Her singles "Snakes and Ladders", "Little One" and "I Was a Daughter" have been playlisted on CBC Radio 3 while various tracks have received airplay on college radio in Canada and the United States. Her album Oh, My Darling made the shortlist for the 2008 Polaris Music Prize.

Bulat has toured across Canada, the US and Europe; in June 2008, she ventured to Australia. She played the 2008 Dawson City Music Festival in the Yukon. Bulat cited the week she spent in the quiet and remote location as an inspiration for her songwriting.

=== Heart of My Own (2010) ===
Her second album, Heart of My Own, also produced by Howard Bilerman, was released by Rough Trade Records in the US and in Canada via Secret City Records on January 26, 2010. It peaked at number 13 on the Billboard charts on February 13, 2010.

Bulat appeared on Hockey Night in Canada on December 10, 2011, during which she sang the Canadian national anthem at an Ottawa Senators game at Scotiabank Place (now the Canadian Tire Centre).

=== Tall Tall Shadow (2013) ===
On September 30, 2013, Bulat released her third album Tall Tall Shadow worldwide via Secret City Records. It was produced by Tim Kingsbury and Mark Lawson. The album was nominated for a 2014 Juno Award in the Adult Alternative Album of the Year category, and was a shortlisted nominee for the 2014 Polaris Music Prize. The album has been well received in Canada and the United States. It peaked at number 25 on the Billboard charts on October 19, 2013.

The song "Tall Tall Shadow" was featured in the opening video montage on Hockey Night in Canada prior to the games between the Chicago Blackhawks and Toronto Maple Leafs, and the Montreal Canadiens and New York Islanders on December 14, 2013.
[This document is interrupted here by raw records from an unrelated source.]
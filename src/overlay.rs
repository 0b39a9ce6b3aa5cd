use std::fs;
use std::io::ErrorKind;
use std::path::Path;

use crate::archive;
use crate::error::Error;
use crate::report::Reporter;
use crate::result::Result;
use crate::setup::{self, DEPENDENCIES_SETUP_TEMPLATE, WORKSPACE_SETUP_TEMPLATE};
use crate::shebang;
use crate::utils;

/// Location of the copied workspace inside the workspace overlay.
/// The rendered setup scripts chain into the setup file found here.
pub const WORKSPACE_INSTALL_PREFIX: &str = "opt/built_workspace";

/// Build the workspace overlay archive from a built install directory.
///
/// Stages a fresh tree at `staging_path` containing `setup.sh`,
/// `setup.bash` and a copy of `install_base` under `opt/built_workspace`,
/// rewrites hard-coded shebang lines so scripts survive relocation, and
/// archives the staging tree to `overlay_path`.
pub fn build_workspace_overlay(
    install_base: &Path,
    staging_path: &Path,
    overlay_path: &Path,
    report: &dyn Reporter,
) -> Result<()> {
    // Catch a bad install base before touching staging or the archive.
    let meta = fs::metadata(install_base).map_err(|e| Error::fs(install_base, e))?;
    if !meta.is_dir() {
        return Err(Error::custom(format!(
            "install base {} is not a directory",
            install_base.display()
        )));
    }

    report.step(&format!(
        "Staging workspace overlay from {}",
        install_base.display()
    ));

    // Start from an empty staging directory; leftovers from a previous
    // or killed run must not leak into the archive.
    match fs::remove_dir_all(staging_path) {
        Ok(()) => {}
        Err(e) if e.kind() == ErrorKind::NotFound => {}
        Err(e) => return Err(Error::fs(staging_path, e)),
    }
    fs::create_dir_all(staging_path).map_err(|e| Error::fs(staging_path, e))?;

    setup::render_setup_scripts(WORKSPACE_SETUP_TEMPLATE, staging_path)?;
    report.detail("rendered setup.sh and setup.bash");

    let workspace_dest = staging_path.join(WORKSPACE_INSTALL_PREFIX);
    report.detail(&format!(
        "copying {} to {}",
        install_base.display(),
        workspace_dest.display()
    ));
    utils::copy_tree(install_base, &workspace_dest)?;

    // Relocated scripts must not point at build-host interpreters.
    let rewritten = shebang::update_shebangs(staging_path, report)?;
    if rewritten > 0 {
        report.step(&format!("Rewrote {rewritten} hard-coded shebang line(s)"));
    }

    archive::archive_directory(overlay_path, staging_path, report)?;
    Ok(())
}

/// Build the dependencies overlay archive from an already-populated
/// staging directory.
///
/// The caller is responsible for extracting dependency files into
/// `staging_path` beforehand; this renders the setup script pair on
/// top, removes any stale archive at `overlay_path` and archives the
/// staging tree.
pub fn build_dependencies_overlay(
    staging_path: &Path,
    overlay_path: &Path,
    report: &dyn Reporter,
) -> Result<()> {
    report.step(&format!(
        "Dependencies changed, updating {}",
        overlay_path.display()
    ));

    setup::render_setup_scripts(DEPENDENCIES_SETUP_TEMPLATE, staging_path)?;
    report.detail("rendered setup.sh and setup.bash");

    // Delete the old archive up front; a truncated leftover from a
    // failed rebuild must not pass for a current overlay.
    if overlay_path.exists() {
        fs::remove_file(overlay_path).map_err(|e| Error::fs(overlay_path, e))?;
    }

    archive::archive_directory(overlay_path, staging_path, report)?;
    Ok(())
}
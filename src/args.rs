use clap::{Arg, ArgAction, ArgMatches, Command};
use std::path::PathBuf;

/// Which overlay to build.
#[derive(Debug, Clone, PartialEq, Eq)]
pub enum Operation {
    Workspace { install_base: Option<PathBuf> },
    Dependencies,
}

/// Command-line arguments for the overpack tool
#[derive(Debug)]
pub struct Args {
    /// Enable verbose output
    pub verbose: bool,

    /// Path to an alternative configuration file
    pub config: Option<PathBuf>,

    /// Override for the staging directory
    pub staging: Option<PathBuf>,

    /// Override for the output archive path
    pub output: Option<PathBuf>,

    /// Selected overlay operation
    pub operation: Operation,
}

fn staging_arg() -> Arg {
    Arg::new("staging")
        .short('s')
        .long("staging")
        .value_name("DIR")
        .help("Directory to stage the overlay in")
}

fn output_arg() -> Arg {
    Arg::new("output")
        .short('o')
        .long("output")
        .value_name("FILE")
        .help("Path of the overlay archive to write (.tar.gz)")
}

fn command() -> Command {
    Command::new("overpack")
        .version(env!("CARGO_PKG_VERSION"))
        .about("Packages a built workspace and its dependencies into overlay archives")
        .subcommand_required(true)
        .arg_required_else_help(true)
        .arg(
            Arg::new("config")
                .short('c')
                .long("config")
                .value_name("FILE")
                .env("OVERPACK_CONFIG")
                .global(true)
                .help("Path to the configuration file (default: ./overpack.toml)")
        )
        .arg(
            Arg::new("verbose")
                .short('v')
                .long("verbose")
                .action(ArgAction::SetTrue)
                .global(true)
                .help("Enable verbose output")
        )
        .subcommand(
            Command::new("workspace")
                .about("Build the workspace overlay from a built install directory")
                .arg(
                    Arg::new("install-base")
                        .short('i')
                        .long("install-base")
                        .value_name("DIR")
                        .help("Install directory with the built workspace artifacts")
                )
                .arg(staging_arg())
                .arg(output_arg())
        )
        .subcommand(
            Command::new("dependencies")
                .alias("deps")
                .about("Build the dependencies overlay from a pre-populated staging directory")
                .arg(staging_arg())
                .arg(output_arg())
        )
}

impl Args {
    /// Parse command-line arguments
    pub fn parse() -> Self {
        Self::from_matches(command().get_matches())
    }

    fn from_matches(matches: ArgMatches) -> Self {
        // Global args are propagated into the subcommand matches, so
        // everything is read from there.
        let (operation, sub) = match matches.subcommand() {
            Some(("workspace", sub)) => {
                let install_base = sub.get_one::<String>("install-base").map(PathBuf::from);
                (Operation::Workspace { install_base }, sub)
            }
            Some(("dependencies", sub)) => (Operation::Dependencies, sub),
            _ => unreachable!("subcommand is required"),
        };

        Self {
            verbose: sub.get_flag("verbose"),
            config: sub.get_one::<String>("config").map(PathBuf::from),
            staging: sub.get_one::<String>("staging").map(PathBuf::from),
            output: sub.get_one::<String>("output").map(PathBuf::from),
            operation,
        }
    }
}
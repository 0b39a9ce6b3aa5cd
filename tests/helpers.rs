//! Shared test utilities for overlay and archive tests.

use std::fs::{self, File};
use std::path::Path;

use flate2::read::GzDecoder;
use tar::Archive;

/// Write a file, creating parent directories as needed.
pub fn write_file(path: &Path, contents: &str) {
    if let Some(parent) = path.parent() {
        fs::create_dir_all(parent).expect("Failed to create parent dir");
    }
    fs::write(path, contents).expect("Failed to write file");
}

/// List the member names of a tar.gz archive. Directory entries are
/// normalized without their trailing slash.
pub fn archive_entry_names(archive_path: &Path) -> Vec<String> {
    let file = File::open(archive_path).expect("Failed to open archive");
    let mut archive = Archive::new(GzDecoder::new(file));
    archive
        .entries()
        .expect("Failed to read archive entries")
        .map(|entry| {
            let entry = entry.expect("Failed to read archive entry");
            let path = entry.path().expect("Entry has invalid path");
            path.to_string_lossy().trim_end_matches('/').to_string()
        })
        .collect()
}

/// Extract a tar.gz archive into the given directory.
pub fn unpack_archive(archive_path: &Path, destination: &Path) {
    fs::create_dir_all(destination).expect("Failed to create unpack dir");
    let file = File::open(archive_path).expect("Failed to open archive");
    let mut archive = Archive::new(GzDecoder::new(file));
    archive.unpack(destination).expect("Failed to unpack archive");
}
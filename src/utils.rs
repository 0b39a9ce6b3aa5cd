use std::fs;
use std::path::Path;

use crate::error::Error;
use crate::result::Result;

/// Copy the directory `source` to `destination` recursively.
///
/// `destination` must not already exist (missing parents are created).
/// Symlinks are dereferenced, so the copy holds regular files only; file
/// permission bits survive the copy.
pub fn copy_tree(source: &Path, destination: &Path) -> Result<()> {
    if let Some(parent) = destination.parent() {
        fs::create_dir_all(parent).map_err(|e| Error::fs(parent, e))?;
    }
    // AlreadyExists from a pre-existing destination propagates from here.
    fs::create_dir(destination).map_err(|e| Error::fs(destination, e))?;
    copy_dir_contents(source, destination)
}

fn copy_dir_contents(source: &Path, destination: &Path) -> Result<()> {
    for entry in fs::read_dir(source).map_err(|e| Error::fs(source, e))? {
        let entry = entry.map_err(|e| Error::fs(source, e))?;
        let file_type = entry.file_type().map_err(|e| Error::fs(entry.path(), e))?;
        let src_path = entry.path();
        let dst_path = destination.join(entry.file_name());

        if file_type.is_dir() {
            fs::create_dir(&dst_path).map_err(|e| Error::fs(&dst_path, e))?;
            copy_dir_contents(&src_path, &dst_path)?;
        } else if file_type.is_symlink()
            && fs::metadata(&src_path)
                .map_err(|e| Error::fs(&src_path, e))?
                .is_dir()
        {
            // A symlink to a directory is copied as the directory it points at.
            fs::create_dir(&dst_path).map_err(|e| Error::fs(&dst_path, e))?;
            copy_dir_contents(&src_path, &dst_path)?;
        } else {
            fs::copy(&src_path, &dst_path).map_err(|e| Error::fs(&src_path, e))?;
        }
    }

    Ok(())
}

/// Ensure a directory exists, creating it if necessary
pub fn ensure_dir(path: &Path) -> Result<()> {
    if !path.exists() {
        fs::create_dir_all(path).map_err(|e| Error::fs(path, e))?;
    }
    Ok(())
}
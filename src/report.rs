//! Build progress reporting.
//!
//! The overlay builders receive a [`Reporter`] scoped to one build
//! invocation instead of writing to a process-wide logger, so embedders
//! and tests choose where (and whether) progress lines go.

/// Progress sink injected into overlay builds.
pub trait Reporter {
    /// Record a build phase.
    fn step(&self, message: &str);

    /// Record per-file detail; only shown in verbose runs.
    fn detail(&self, message: &str);
}

/// Reporter that prints through cliclack's terminal log.
///
/// Logging never fails a build; terminal write errors are discarded.
pub struct TerminalReporter {
    verbose: bool,
}

impl TerminalReporter {
    pub fn new(verbose: bool) -> Self {
        Self { verbose }
    }
}

impl Reporter for TerminalReporter {
    fn step(&self, message: &str) {
        let _ = cliclack::log::step(message);
    }

    fn detail(&self, message: &str) {
        if self.verbose {
            let _ = cliclack::log::remark(message);
        }
    }
}

/// Reporter that discards everything.
pub struct NullReporter;

impl Reporter for NullReporter {
    fn step(&self, _message: &str) {}

    fn detail(&self, _message: &str) {}
}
=== Good Advice (2016) ===
Her fourth album, Good Advice, was produced by My Morning Jacket frontman Jim James and was released on February 12, 2016. It became a shortlisted nominee for the 2016 Polaris Music Prize. The title of the album refers to female friends whom she relied on during a recent breakup. It peaked at number 22 on the Billboard charts on March 5, 2016.
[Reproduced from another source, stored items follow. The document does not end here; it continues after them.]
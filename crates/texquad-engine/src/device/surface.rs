use winit::dpi::PhysicalSize;

use super::SurfaceErrorAction;

pub(crate) fn choose_surface_format(
    caps: &wgpu::SurfaceCapabilities,
    prefer_srgb: bool,
) -> Option<wgpu::TextureFormat> {
    if caps.formats.is_empty() {
        return None;
    }

    if prefer_srgb {
        let preferred = [
            wgpu::TextureFormat::Bgra8UnormSrgb,
            wgpu::TextureFormat::Rgba8UnormSrgb,
        ];
        for f in preferred {
            if caps.formats.contains(&f) {
                return Some(f);
            }
        }
    }

    Some(caps.formats[0])
}

pub(crate) fn choose_alpha_mode(
    caps: &wgpu::SurfaceCapabilities,
    requested: Option<wgpu::CompositeAlphaMode>,
) -> wgpu::CompositeAlphaMode {
    requested
        .filter(|m| caps.alpha_modes.contains(m))
        .or_else(|| caps.alpha_modes.first().copied())
        .unwrap_or(wgpu::CompositeAlphaMode::Auto)
}

/// Returns `requested` if the format supports it, otherwise 1 (no MSAA).
pub(crate) fn choose_sample_count(
    flags: wgpu::TextureFormatFeatureFlags,
    requested: u32,
) -> u32 {
    if requested <= 1 {
        return 1;
    }
    if flags.sample_count_supported(requested) {
        requested
    } else {
        log::warn!("{requested}x MSAA is not supported by the surface format; rendering without MSAA");
        1
    }
}

/// Creates the multisampled color texture matching `config`, or `None` for 1x.
pub(crate) fn create_msaa_texture(
    device: &wgpu::Device,
    config: &wgpu::SurfaceConfiguration,
    sample_count: u32,
) -> Option<wgpu::Texture> {
    if sample_count <= 1 {
        return None;
    }

    Some(device.create_texture(&wgpu::TextureDescriptor {
        label: Some("texquad msaa color"),
        size: wgpu::Extent3d {
            width: config.width.max(1),
            height: config.height.max(1),
            depth_or_array_layers: 1,
        },
        mip_level_count: 1,
        sample_count,
        dimension: wgpu::TextureDimension::D2,
        format: config.format,
        usage: wgpu::TextureUsages::RENDER_ATTACHMENT,
        view_formats: &[],
    }))
}

/// Applies a new drawable size.
///
/// wgpu does not support configuring a surface with a 0x0 size; in that case,
/// only `size` is updated and configuration is deferred. Returns `true` when
/// the surface was reconfigured (size-dependent targets must be rebuilt).
pub(crate) fn apply_resize(
    surface: &wgpu::Surface,
    device: &wgpu::Device,
    config: &mut wgpu::SurfaceConfiguration,
    size: &mut PhysicalSize<u32>,
    new_size: PhysicalSize<u32>,
) -> bool {
    *size = new_size;

    if new_size.width == 0 || new_size.height == 0 {
        return false;
    }

    config.width = new_size.width;
    config.height = new_size.height;

    surface.configure(device, config);
    true
}

pub(crate) fn map_surface_error(
    surface: &wgpu::Surface,
    device: &wgpu::Device,
    config: &wgpu::SurfaceConfiguration,
    size: PhysicalSize<u32>,
    err: wgpu::SurfaceError,
) -> SurfaceErrorAction {
    match err {
        wgpu::SurfaceError::Lost | wgpu::SurfaceError::Outdated => {
            if size.width > 0 && size.height > 0 {
                surface.configure(device, config);
            }
            SurfaceErrorAction::Reconfigured
        }
        wgpu::SurfaceError::OutOfMemory => SurfaceErrorAction::Fatal,
        wgpu::SurfaceError::Timeout => SurfaceErrorAction::SkipFrame,
        wgpu::SurfaceError::Other => SurfaceErrorAction::SkipFrame,
    }
}

#[cfg(test)]
mod tests {
    use super::*;

    fn caps(formats: Vec<wgpu::TextureFormat>, alpha_modes: Vec<wgpu::CompositeAlphaMode>) -> wgpu::SurfaceCapabilities {
        wgpu::SurfaceCapabilities {
            formats,
            alpha_modes,
            ..Default::default()
        }
    }

    #[test]
    fn srgb_format_preferred_when_available() {
        let c = caps(
            vec![wgpu::TextureFormat::Bgra8Unorm, wgpu::TextureFormat::Bgra8UnormSrgb],
            vec![],
        );
        assert_eq!(choose_surface_format(&c, true), Some(wgpu::TextureFormat::Bgra8UnormSrgb));
        assert_eq!(choose_surface_format(&c, false), Some(wgpu::TextureFormat::Bgra8Unorm));
    }

    #[test]
    fn no_formats_means_no_surface_format() {
        assert_eq!(choose_surface_format(&caps(vec![], vec![]), true), None);
    }

    #[test]
    fn unsupported_alpha_mode_falls_back_to_first_supported() {
        let c = caps(vec![], vec![wgpu::CompositeAlphaMode::Opaque]);
        assert_eq!(
            choose_alpha_mode(&c, Some(wgpu::CompositeAlphaMode::PreMultiplied)),
            wgpu::CompositeAlphaMode::Opaque
        );
        assert_eq!(choose_alpha_mode(&caps(vec![], vec![]), None), wgpu::CompositeAlphaMode::Auto);
    }

    #[test]
    fn sample_count_kept_when_supported() {
        let flags = wgpu::TextureFormatFeatureFlags::MULTISAMPLE_X4;
        assert_eq!(choose_sample_count(flags, 4), 4);
    }

    #[test]
    fn sample_count_falls_back_to_one() {
        let flags = wgpu::TextureFormatFeatureFlags::MULTISAMPLE_X2;
        assert_eq!(choose_sample_count(flags, 4), 1);
        assert_eq!(choose_sample_count(wgpu::TextureFormatFeatureFlags::empty(), 0), 1);
    }
}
=== Basia's Palace (2025) ===
Bulat's fifth album, which she released on February 21, 2025, was longlisted for the 2025 Polaris Music Prize.

==Discography==
===Studio albums===
- Oh, My Darling (2007)
- Heart of My Own (2010)
- Tall Tall Shadow (2013)
- Good Advice (2016)
- Are You in Love? (2020)
- The Garden (2022)
- Basia's Palace (2025)

===EPs===
- Basia Bulat (2005)

===Singles===
- "Touch the Hem of His Garment" (2008, 7")
- "Your Girl" (2019)

===Compilations===
- Friends in Bellwoods II (2009): "My Heart Is a Warning"
- Ho! Ho! Ho! Canada Deux (2010): "You Are a Gift"

==In popular culture==
- The song "Little Waltz" was used in a 2007 Australian Volkswagen Eos advertisement.
- The song "In the Night" was used on AMC's Every Night at 8 promotion for February 2008.
- The song "Before I Knew" was used in a commercial for the 2010 Subaru Outback.
- The song "Tall Tall Shadow" was used in the 2020 launch trailer for the Nintendo Switch version of the video game The Long Dark.